On 2018年07月06日 13:42, Dave Chinner wrote:
On Fri, Jul 06, 2018 at 11:12:21AM +0800, Shan Hai wrote:
This series implements xfs inode data inlining feature.
Cool. I was actually thinking about this earlier this week. :)

Yes, this is a nice feature, and thanks for your previous suggestions 
in the below link,
which saved my time a lot :)

Refered below link during development:
https://marc.info/?l=linux-xfs&m=120493585731509&w=2

How it works:
- the data inlining happens at:
   write_iter: for DIO/DAX write
   writeback: for buffered write
- extents to local format conversion is done in writeback but not in 
write_iter
- local to extents format conversion is done in the write_iter and 
writeback
The problem with the way local to extents conversion is imlpemented
in this patchset is that we do not synchronise data writeback with
journal commits and log recovery.  The local to extents conversion
appears to be done like so:

----
writeback arrives in local format, data in extent cached page
convert inode to extent format
allocate new block
commit allocation and inode format conversion
submit data IO to newly allocated block.
----

This works when nothing goes wrong, but it's not failsafe. The
problem is that we've logged the inode data fork conversion before
we've completed writing the data to the new block. IOWs, we can end
up in the state where the active journal recoery window does not contain
the data in the inode and the data has not yet reached the new
allocated block on disk, either.

If we crash in this window, we lose the data that was in the inode -
log recovery finishes with the inode in extent form pointing to
uninitialised data blocks. i.e. not only is it a data loss event,
it's also a security issue because it exposes stale data.

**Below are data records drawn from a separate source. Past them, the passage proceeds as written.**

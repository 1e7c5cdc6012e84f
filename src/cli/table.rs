//! Table formatting for CLI list commands
//!
//! # Text Wrapping
//!
//! Long text columns are word-wrapped onto continuation lines when a wrap
//! width is configured. CSV output stays single-line for pipability.

use console::style;

use crate::cli::helpers::{escape_csv, truncate_str};
use crate::cli::OutputFormat;

/// Configuration for table output
#[derive(Debug, Clone)]
pub struct TableConfig {
    /// Maximum width for text columns before wrapping (None = truncate instead)
    pub wrap_width: Option<usize>,
    /// Show summary line after table (e.g., "16 tool(s) available")
    pub show_summary: bool,
}

impl Default for TableConfig {
    fn default() -> Self {
        Self {
            wrap_width: None,
            show_summary: true,
        }
    }
}

impl TableConfig {
    /// Create config with text wrapping enabled at the specified width
    pub fn with_wrap(width: usize) -> Self {
        Self {
            wrap_width: Some(width),
            show_summary: true,
        }
    }

    /// Create config optimized for piping (no wrapping, no summary)
    pub fn for_pipe() -> Self {
        Self {
            wrap_width: None,
            show_summary: false,
        }
    }
}

/// Wrap text to fit within a maximum width, breaking at word boundaries
fn wrap_text(text: &str, max_width: usize) -> Vec<String> {
    if text.chars().count() <= max_width || max_width < 5 {
        return vec![text.to_string()];
    }

    let mut lines = Vec::new();
    let mut current_line = String::new();

    for word in text.split_whitespace() {
        let word_len = word.chars().count();
        let line_len = current_line.chars().count();
        if current_line.is_empty() {
            current_line = word.to_string();
        } else if line_len + 1 + word_len <= max_width {
            current_line.push(' ');
            current_line.push_str(word);
        } else {
            lines.push(std::mem::replace(&mut current_line, word.to_string()));
        }
    }

    if !current_line.is_empty() {
        lines.push(current_line);
    }
    if lines.is_empty() {
        lines.push(String::new());
    }
    lines
}

/// A typed cell value with semantic meaning for formatting
#[derive(Debug, Clone)]
pub enum CellValue {
    /// Tool or key name (cyan)
    Name(String),
    /// Plain text, wrapped or truncated
    Text(String),
    /// Identifier list, comma-separated
    List(Vec<String>),
    /// Right-aligned count
    Number(usize),
    /// Empty/placeholder
    Empty,
}

impl CellValue {
    /// Format for terminal output
    pub fn format_tsv(&self, width: usize) -> String {
        match self {
            CellValue::Name(name) => format!("{:<width$}", style(name).cyan(), width = width),
            CellValue::Text(_) | CellValue::List(_) => {
                let truncated = truncate_str(&self.raw(), width.saturating_sub(2));
                format!("{:<width$}", truncated, width = width)
            }
            CellValue::Number(n) => format!("{:>width$}", n, width = width),
            CellValue::Empty => format!("{:<width$}", style("-").dim(), width = width),
        }
    }

    /// Format for CSV output (RFC 4180, no colors)
    pub fn format_csv(&self) -> String {
        match self {
            CellValue::Empty => String::new(),
            other => escape_csv(&other.raw()),
        }
    }

    /// Format for Markdown output (no colors, escaped pipes)
    pub fn format_md(&self) -> String {
        let raw = match self {
            CellValue::Name(name) => format!("`{}`", name),
            CellValue::Empty => "-".to_string(),
            other => other.raw(),
        };
        raw.replace('|', "\\|")
    }

    /// Get raw string value
    pub fn raw(&self) -> String {
        match self {
            CellValue::Name(s) | CellValue::Text(s) => s.clone(),
            CellValue::List(items) => items.join(", "),
            CellValue::Number(n) => n.to_string(),
            CellValue::Empty => String::new(),
        }
    }

    /// Display width of this cell's content (for dynamic column sizing)
    pub fn display_width(&self) -> usize {
        match self {
            CellValue::Empty => 1,
            other => other.raw().chars().count(),
        }
    }
}

/// Column definition with header label and maximum width
#[derive(Debug, Clone)]
pub struct ColumnDef {
    pub key: &'static str,
    pub header: &'static str,
    pub width: usize,
}

impl ColumnDef {
    pub const fn new(key: &'static str, header: &'static str, width: usize) -> Self {
        Self { key, header, width }
    }
}

/// A row of cell values for table output
#[derive(Debug, Default)]
pub struct TableRow {
    pub cells: Vec<(&'static str, CellValue)>,
}

impl TableRow {
    pub fn new() -> Self {
        Self::default()
    }

    pub fn cell(mut self, key: &'static str, value: CellValue) -> Self {
        self.cells.push((key, value));
        self
    }

    pub fn get(&self, key: &str) -> Option<&CellValue> {
        self.cells.iter().find(|(k, _)| *k == key).map(|(_, v)| v)
    }
}

/// Table formatter that outputs rows in various formats
pub struct TableFormatter<'a> {
    columns: &'a [ColumnDef],
    item_name: &'static str,
    config: TableConfig,
}

impl<'a> TableFormatter<'a> {
    pub fn new(columns: &'a [ColumnDef], item_name: &'static str) -> Self {
        Self {
            columns,
            item_name,
            config: TableConfig::default(),
        }
    }

    /// Configure the formatter with custom settings
    pub fn with_config(mut self, config: TableConfig) -> Self {
        self.config = config;
        self
    }

    /// Render rows in the specified format
    pub fn render(&self, rows: &[TableRow], format: OutputFormat) -> String {
        match format {
            OutputFormat::Csv => self.render_csv(rows),
            OutputFormat::Md => self.render_md(rows),
            _ => self.render_tsv(rows),
        }
    }

    /// Print rows in the specified format
    pub fn output(&self, rows: &[TableRow], format: OutputFormat) {
        print!("{}", self.render(rows, format));
    }

    /// Column widths from content, capped at each column's maximum
    fn calculate_widths(&self, rows: &[TableRow]) -> Vec<usize> {
        self.columns
            .iter()
            .map(|col| {
                let max_content = rows
                    .iter()
                    .filter_map(|r| r.get(col.key))
                    .map(CellValue::display_width)
                    .max()
                    .unwrap_or(0);
                col.header
                    .len()
                    .max(max_content.saturating_add(2))
                    .min(col.width)
            })
            .collect()
    }

    fn render_tsv(&self, rows: &[TableRow]) -> String {
        let widths = self.calculate_widths(rows);
        let mut out = String::new();

        let header: Vec<String> = self
            .columns
            .iter()
            .zip(&widths)
            .map(|(col, w)| format!("{:<width$}", style(col.header).bold(), width = *w))
            .collect();
        out.push_str(header.join(" ").trim_end());
        out.push('\n');

        let total_width: usize = widths.iter().sum::<usize>() + widths.len().saturating_sub(1);
        out.push_str(&"-".repeat(total_width));
        out.push('\n');

        for row in rows {
            match self.config.wrap_width {
                Some(wrap) => self.render_row_wrapped(&mut out, row, &widths, wrap),
                None => {
                    let parts: Vec<String> = self
                        .columns
                        .iter()
                        .zip(&widths)
                        .map(|(col, w)| match row.get(col.key) {
                            Some(v) => v.format_tsv(*w),
                            None => CellValue::Empty.format_tsv(*w),
                        })
                        .collect();
                    out.push_str(parts.join(" ").trim_end());
                    out.push('\n');
                }
            }
        }

        if self.config.show_summary {
            out.push('\n');
            out.push_str(&format!(
                "{} {}(s) available.\n",
                style(rows.len()).cyan(),
                self.item_name
            ));
        }
        out
    }

    /// The last column wraps; the others stay on the first line
    fn render_row_wrapped(&self, out: &mut String, row: &TableRow, widths: &[usize], wrap: usize) {
        let last = self.columns.len().saturating_sub(1);
        let mut continuation = Vec::new();
        let mut parts = Vec::new();
        for (idx, (col, w)) in self.columns.iter().zip(widths).enumerate() {
            let value = row.get(col.key).cloned().unwrap_or(CellValue::Empty);
            match (&value, idx == last) {
                (CellValue::Text(text), true) => {
                    let mut lines = wrap_text(text, wrap).into_iter();
                    parts.push(lines.next().unwrap_or_default());
                    continuation.extend(lines);
                }
                _ => parts.push(value.format_tsv(*w)),
            }
        }
        out.push_str(parts.join(" ").trim_end());
        out.push('\n');

        let indent: usize = widths[..last].iter().sum::<usize>() + last;
        for line in continuation {
            out.push_str(&" ".repeat(indent));
            out.push_str(&line);
            out.push('\n');
        }
    }

    fn render_csv(&self, rows: &[TableRow]) -> String {
        let mut out = String::new();
        let header: Vec<&str> = self.columns.iter().map(|c| c.key).collect();
        out.push_str(&header.join(","));
        out.push('\n');
        for row in rows {
            let cells: Vec<String> = self
                .columns
                .iter()
                .map(|col| row.get(col.key).map(CellValue::format_csv).unwrap_or_default())
                .collect();
            out.push_str(&cells.join(","));
            out.push('\n');
        }
        out
    }

    fn render_md(&self, rows: &[TableRow]) -> String {
        let mut out = String::new();
        let header: Vec<&str> = self.columns.iter().map(|c| c.header).collect();
        out.push_str(&format!("| {} |\n", header.join(" | ")));
        out.push_str(&format!(
            "|{}|\n",
            self.columns.iter().map(|_| "---").collect::<Vec<_>>().join("|")
        ));
        for row in rows {
            let cells: Vec<String> = self
                .columns
                .iter()
                .map(|col| {
                    row.get(col.key)
                        .map(CellValue::format_md)
                        .unwrap_or_else(|| "-".to_string())
                })
                .collect();
            out.push_str(&format!("| {} |\n", cells.join(" | ")));
        }
        out
    }
}

#[cfg(test)]
mod tests {
    use super::*;

    const COLUMNS: &[ColumnDef] = &[
        ColumnDef::new("name", "NAME", 30),
        ColumnDef::new("required", "REQUIRED", 40),
        ColumnDef::new("description", "DESCRIPTION", 60),
    ];

    fn rows() -> Vec<TableRow> {
        vec![TableRow::new()
            .cell("name", CellValue::Name("analyze_trend".into()))
            .cell(
                "required",
                CellValue::List(vec!["time_series_data".into(), "parameter_name".into()]),
            )
            .cell("description", CellValue::Text("Trend analysis, with a | pipe".into()))]
    }

    #[test]
    fn test_wrap_text() {
        assert_eq!(wrap_text("short", 10), vec!["short"]);
        assert_eq!(
            wrap_text("one two three four", 9),
            vec!["one two", "three", "four"]
        );
    }

    #[test]
    fn test_csv_escapes_commas() {
        let text = TableFormatter::new(COLUMNS, "tool").render(&rows(), OutputFormat::Csv);
        let lines: Vec<&str> = text.lines().collect();
        assert_eq!(lines[0], "name,required,description");
        assert_eq!(
            lines[1],
            "analyze_trend,\"time_series_data, parameter_name\",\"Trend analysis, with a | pipe\""
        );
    }

    #[test]
    fn test_md_escapes_pipes() {
        let text = TableFormatter::new(COLUMNS, "tool").render(&rows(), OutputFormat::Md);
        assert!(text.starts_with("| NAME | REQUIRED | DESCRIPTION |\n|---|---|---|\n"));
        assert!(text.contains("| `analyze_trend` |"));
        assert!(text.contains("with a \\| pipe"));
    }

    #[test]
    fn test_tsv_summary_toggle() {
        let formatter = TableFormatter::new(COLUMNS, "tool");
        assert!(formatter
            .render(&rows(), OutputFormat::Tsv)
            .contains("tool(s) available"));
        let piped = TableFormatter::new(COLUMNS, "tool").with_config(TableConfig::for_pipe());
        assert!(!piped
            .render(&rows(), OutputFormat::Tsv)
            .contains("available"));
    }
}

This has been the unsolved problem from all previous attempts to
implement inline data in XFS. I actually outlined this problem and
ways to solve it in the mailing list post linked above, but it
doesn't appear that either mechanism was implemented in this
patchset.

However, unlike that post from 2008, we now have infrastructure that
can be used to solve to this problem: the data path copy-on-write
mechanism.  The COW mechanism is essentially a generic
implementation of the "Method 1: use an intent/done transaction
pair" solution I describe in the above post.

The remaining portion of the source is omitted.